((
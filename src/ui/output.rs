//! Toast and status output
//!
//! Operations report their outcome through an [`OutputWriter`]. The CLI
//! prints straight to the terminal; an embedding view collects the same
//! messages in a [`ToastQueue`] and shows each one for a few seconds.

use colored::Colorize;
use std::sync::{Arc, Mutex, MutexGuard, PoisonError};
use std::time::{Duration, Instant};

/// Default time a toast stays visible
pub const DEFAULT_TOAST_TTL: Duration = Duration::from_secs(3);

/// Oldest toasts are discarded past this many
const MAX_TOASTS: usize = 32;

/// Sink for user-facing messages
///
/// # Examples
///
/// ```
/// use tablib::ui::output::{OutputWriter, ToastQueue};
///
/// let toasts = ToastQueue::new();
/// toasts.success("Copied 2 links (plain format)");
/// assert_eq!(toasts.latest().unwrap().message, "Copied 2 links (plain format)");
/// ```
pub trait OutputWriter: Send + Sync {
    /// Write a normal message
    fn write(&self, message: &str);

    /// Write an error message
    fn error(&self, message: &str);

    /// Write a success message
    fn success(&self, message: &str);

    /// Write a warning message
    fn warning(&self, message: &str);

    /// Write an info message (dimmed/secondary)
    fn info(&self, message: &str);

    /// Drop anything still on screen
    fn clear(&self);
}

/// Terminal writer used by the CLI
///
/// With `quiet` set only warnings and errors are printed.
#[derive(Debug, Default, Clone, Copy)]
pub struct StdoutWriter {
    quiet: bool,
}

impl StdoutWriter {
    #[must_use]
    pub const fn new() -> Self {
        Self { quiet: false }
    }

    #[must_use]
    pub const fn quiet() -> Self {
        Self { quiet: true }
    }
}

impl OutputWriter for StdoutWriter {
    fn write(&self, message: &str) {
        if !self.quiet {
            println!("{message}");
        }
    }

    fn error(&self, message: &str) {
        eprintln!("{} {}", "❌".red(), message);
    }

    fn success(&self, message: &str) {
        if !self.quiet {
            println!("{} {}", "✓".green(), message);
        }
    }

    fn warning(&self, message: &str) {
        eprintln!("{} {}", "⚠️".yellow(), message);
    }

    fn info(&self, message: &str) {
        if !self.quiet {
            println!("{}", message.dimmed());
        }
    }

    fn clear(&self) {}
}

/// Message level for categorizing output
#[derive(Debug, Clone, Copy, PartialEq, Eq)]
pub enum MessageLevel {
    Normal,
    Error,
    Success,
    Warning,
    Info,
}

/// A message waiting to be shown
#[derive(Debug, Clone, PartialEq, Eq)]
pub struct Toast {
    pub level: MessageLevel,
    pub message: String,
    posted: Instant,
}

/// Buffered toasts with automatic expiry
///
/// Clones share the same buffer, so one handle can be given to the
/// controller and another kept by the view.
#[derive(Debug, Clone)]
pub struct ToastQueue {
    toasts: Arc<Mutex<Vec<Toast>>>,
    ttl: Duration,
}

impl ToastQueue {
    /// Create a queue with the default three second lifetime
    #[must_use]
    pub fn new() -> Self {
        Self::with_ttl(DEFAULT_TOAST_TTL)
    }

    #[must_use]
    pub fn with_ttl(ttl: Duration) -> Self {
        Self {
            toasts: Arc::new(Mutex::new(Vec::new())),
            ttl,
        }
    }

    /// Toasts that have not expired, oldest first
    #[must_use]
    pub fn active(&self) -> Vec<Toast> {
        let now = Instant::now();
        self.lock()
            .iter()
            .filter(|toast| now.duration_since(toast.posted) < self.ttl)
            .cloned()
            .collect()
    }

    /// The newest toast that has not expired
    #[must_use]
    pub fn latest(&self) -> Option<Toast> {
        let now = Instant::now();
        self.lock()
            .iter()
            .rev()
            .find(|toast| now.duration_since(toast.posted) < self.ttl)
            .cloned()
    }

    /// Every message ever posted and not cleared, ignoring expiry
    #[must_use]
    pub fn history(&self) -> Vec<String> {
        self.lock().iter().map(|toast| toast.message.clone()).collect()
    }

    #[must_use]
    pub fn len(&self) -> usize {
        self.active().len()
    }

    #[must_use]
    pub fn is_empty(&self) -> bool {
        self.latest().is_none()
    }

    fn lock(&self) -> MutexGuard<'_, Vec<Toast>> {
        self.toasts.lock().unwrap_or_else(PoisonError::into_inner)
    }

    fn push(&self, level: MessageLevel, message: &str) {
        let mut toasts = self.lock();
        toasts.push(Toast {
            level,
            message: message.to_string(),
            posted: Instant::now(),
        });

        if toasts.len() > MAX_TOASTS {
            let excess = toasts.len() - MAX_TOASTS;
            toasts.drain(0..excess);
        }
    }
}

impl Default for ToastQueue {
    fn default() -> Self {
        Self::new()
    }
}

impl OutputWriter for ToastQueue {
    fn write(&self, message: &str) {
        self.push(MessageLevel::Normal, message);
    }

    fn error(&self, message: &str) {
        self.push(MessageLevel::Error, message);
    }

    fn success(&self, message: &str) {
        self.push(MessageLevel::Success, message);
    }

    fn warning(&self, message: &str) {
        self.push(MessageLevel::Warning, message);
    }

    fn info(&self, message: &str) {
        self.push(MessageLevel::Info, message);
    }

    fn clear(&self) {
        self.lock().clear();
    }
}

#[cfg(test)]
mod tests {
    use super::*;

    #[test]
    fn test_toast_levels_in_order() {
        let toasts = ToastQueue::new();

        toasts.success("Copied");
        toasts.error("Failed to close tabs");
        toasts.warning("Careful");

        let active = toasts.active();
        assert_eq!(active.len(), 3);
        assert_eq!(active[0].level, MessageLevel::Success);
        assert_eq!(active[0].message, "Copied");
        assert_eq!(active[1].level, MessageLevel::Error);
        assert_eq!(active[2].level, MessageLevel::Warning);
    }

    #[test]
    fn test_clear() {
        let toasts = ToastQueue::new();
        toasts.write("one");
        toasts.write("two");
        assert_eq!(toasts.len(), 2);

        toasts.clear();
        assert!(toasts.is_empty());
        assert!(toasts.history().is_empty());
    }

    #[test]
    fn test_latest() {
        let toasts = ToastQueue::new();
        toasts.write("First");
        toasts.success("Latest");

        let latest = toasts.latest().unwrap();
        assert_eq!(latest.level, MessageLevel::Success);
        assert_eq!(latest.message, "Latest");
    }

    #[test]
    fn test_expiry() {
        let toasts = ToastQueue::with_ttl(Duration::from_millis(50));
        toasts.write("Message");
        assert_eq!(toasts.len(), 1);

        std::thread::sleep(Duration::from_millis(100));
        assert!(toasts.is_empty());
        assert_eq!(toasts.history(), vec!["Message"]);
    }

    #[test]
    fn test_clones_share_buffer() {
        let toasts = ToastQueue::new();
        let view = toasts.clone();
        toasts.info("shared");
        assert_eq!(view.latest().unwrap().message, "shared");
    }

    #[test]
    fn test_buffer_is_bounded() {
        let toasts = ToastQueue::new();
        for i in 0..(MAX_TOASTS + 10) {
            toasts.write(&i.to_string());
        }
        let history = toasts.history();
        assert_eq!(history.len(), MAX_TOASTS);
        assert_eq!(history[0], "10");
    }
}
))
### ASSIGNMENT
The listing above is to be copied exactly, in full.

### FINISHED EXERCISE
filename src/ui/output.rs
//! Toast and status output
//!
//! Operations report their outcome through an [`OutputWriter`]. The CLI
//! prints straight to the terminal; an embedding view collects the same
//! messages in a [`ToastQueue`] and shows each one for a few seconds.

use colored::Colorize;
use std::sync::{Arc, Mutex, MutexGuard, PoisonError};
use std::time::{Duration, Instant};

/// Default time a toast stays visible
pub const DEFAULT_TOAST_TTL: Duration = Duration::from_secs(3);

/// Oldest toasts are discarded past this many
const MAX_TOASTS: usize = 32;

/// Sink for user-facing messages
///
/// # Examples
///
/// ```
/// use tablib::ui::output::{OutputWriter, ToastQueue};
///
/// let toasts = ToastQueue::new();
/// toasts.success("Copied 2 links (plain format)");
/// assert_eq!(toasts.latest().unwrap().message, "Copied 2 links (plain format)");
/// ```
pub trait OutputWriter: Send + Sync {
    /// Write a normal message
    fn write(&self, message: &str);

    /// Write an error message
    fn error(&self, message: &str);

    /// Write a success message
    fn success(&self, message: &str);

    /// Write a warning message
    fn warning(&self, message: &str);

    /// Write an info message (dimmed/secondary)
    fn info(&self, message: &str);

    /// Drop anything still on screen
    fn clear(&self);
}

/// Terminal writer used by the CLI
///
/// With `quiet` set only warnings and errors are printed.
#[derive(Debug, Default, Clone, Copy)]
pub struct StdoutWriter {
    quiet: bool,
}

impl StdoutWriter {
    #[must_use]
    pub const fn new() -> Self {
        Self { quiet: false }
    }

    #[must_use]
    pub const fn quiet() -> Self {
        Self { quiet: true }
    }
}

impl OutputWriter for StdoutWriter {
    fn write(&self, message: &str) {
        if !self.quiet {
            println!("{message}");
        }
    }

    fn error(&self, message: &str) {
        eprintln!("{} {}", "❌".red(), message);
    }

    fn success(&self, message: &str) {
        if !self.quiet {
            println!("{} {}", "✓".green(), message);
        }
    }

    fn warning(&self, message: &str) {
        eprintln!("{} {}", "⚠️".yellow(), message);
    }

    fn info(&self, message: &str) {
        if !self.quiet {
            println!("{}", message.dimmed());
        }
    }

    fn clear(&self) {}
}

/// Message level for categorizing output
#[derive(Debug, Clone, Copy, PartialEq, Eq)]
pub enum MessageLevel {
    Normal,
    Error,
    Success,
    Warning,
    Info,
}

/// A message waiting to be shown
#[derive(Debug, Clone, PartialEq, Eq)]
pub struct Toast {
    pub level: MessageLevel,
    pub message: String,
    posted: Instant,
}

/// Buffered toasts with automatic expiry
///
/// Clones share the same buffer, so one handle can be given to the
/// controller and another kept by the view.
#[derive(Debug, Clone)]
pub struct ToastQueue {
    toasts: Arc<Mutex<Vec<Toast>>>,
    ttl: Duration,
}

impl ToastQueue {
    /// Create a queue with the default three second lifetime
    #[must_use]
    pub fn new() -> Self {
        Self::with_ttl(DEFAULT_TOAST_TTL)
    }

    #[must_use]
    pub fn with_ttl(ttl: Duration) -> Self {
        Self {
            toasts: Arc::new(Mutex::new(Vec::new())),
            ttl,
        }
    }

    /// Toasts that have not expired, oldest first
    #[must_use]
    pub fn active(&self) -> Vec<Toast> {
        let now = Instant::now();
        self.lock()
            .iter()
            .filter(|toast| now.duration_since(toast.posted) < self.ttl)
            .cloned()
            .collect()
    }

    /// The newest toast that has not expired
    #[must_use]
    pub fn latest(&self) -> Option<Toast> {
        let now = Instant::now();
        self.lock()
            .iter()
            .rev()
            .find(|toast| now.duration_since(toast.posted) < self.ttl)
            .cloned()
    }

    /// Every message ever posted and not cleared, ignoring expiry
    #[must_use]
    pub fn history(&self) -> Vec<String> {
        self.lock().iter().map(|toast| toast.message.clone()).collect()
    }

    #[must_use]
    pub fn len(&self) -> usize {
        self.active().len()
    }

    #[must_use]
    pub fn is_empty(&self) -> bool {
        self.latest().is_none()
    }

    fn lock(&self) -> MutexGuard<'_, Vec<Toast>> {
        self.toasts.lock().unwrap_or_else(PoisonError::into_inner)
    }

    fn push(&self, level: MessageLevel, message: &str) {
        let mut toasts = self.lock();
        toasts.push(Toast {
            level,
            message: message.to_string(),
            posted: Instant::now(),
        });

        if toasts.len() > MAX_TOASTS {
            let excess = toasts.len() - MAX_TOASTS;
            toasts.drain(0..excess);
        }
    }
}

impl Default for ToastQueue {
    fn default() -> Self {
        Self::new()
    }
}

impl OutputWriter for ToastQueue {
    fn write(&self, message: &str) {
        self.push(MessageLevel::Normal, message);
    }

    fn error(&self, message: &str) {
        self.push(MessageLevel::Error, message);
    }

    fn success(&self, message: &str) {
        self.push(MessageLevel::Success, message);
    }

    fn warning(&self, message: &str) {
        self.push(MessageLevel::Warning, message);
    }

    fn info(&self, message: &str) {
        self.push(MessageLevel::Info, message);
    }

    fn clear(&self) {
        self.lock().clear();
    }
}

#[cfg(test)]
mod tests {
    use super::*;

    #[test]
    fn test_toast_levels_in_order() {
        let toasts = ToastQueue::new();

        toasts.success("Copied");
        toasts.error("Failed to close tabs");
        toasts.warning("Careful");

        let active = toasts.active();
        assert_eq!(active.len(), 3);
        assert_eq!(active[0].level, MessageLevel::Success);
        assert_eq!(active[0].message, "Copied");
        assert_eq!(active[1].level, MessageLevel::Error);
        assert_eq!(active[2].level, MessageLevel::Warning);
    }

    #[test]
    fn test_clear() {
        let toasts = ToastQueue::new();
        toasts.write("one");
        toasts.write("two");
        assert_eq!(toasts.len(), 2);

        toasts.clear();
        assert!(toasts.is_empty());
        assert!(toasts.history().is_empty());
    }

    #[test]
    fn test_latest() {
        let toasts = ToastQueue::new();
        toasts.write("First");
        toasts.success("Latest");

        let latest = toasts.latest().unwrap();
        assert_eq!(latest.level, MessageLevel::Success);
        assert_eq!(latest.message, "Latest");
    }

    #[test]
    fn test_expiry() {
        let toasts = ToastQueue::with_ttl(Duration::from_millis(50));
        toasts.write("Message");
        assert_eq!(toasts.len(), 1);

        std::thread::sleep(Duration::from_millis(100));
        assert!(toasts.is_empty());
        assert_eq!(toasts.history(), vec!["Message"]);
    }

    #[test]
    fn test_clones_share_buffer() {
        let toasts = ToastQueue::new();
        let view = toasts.clone();
        toasts.info("shared");
        assert_eq!(view.latest().unwrap().message, "shared");
    }

    #[test]
    fn test_buffer_is_bounded() {
        let toasts = ToastQueue::new();
        for i in 0..(MAX_TOASTS + 10) {
            toasts.write(&i.to_string());
        }
        let history = toasts.history();
        assert_eq!(history.len(), MAX_TOASTS);
        assert_eq!(history[0], "10");
    }
}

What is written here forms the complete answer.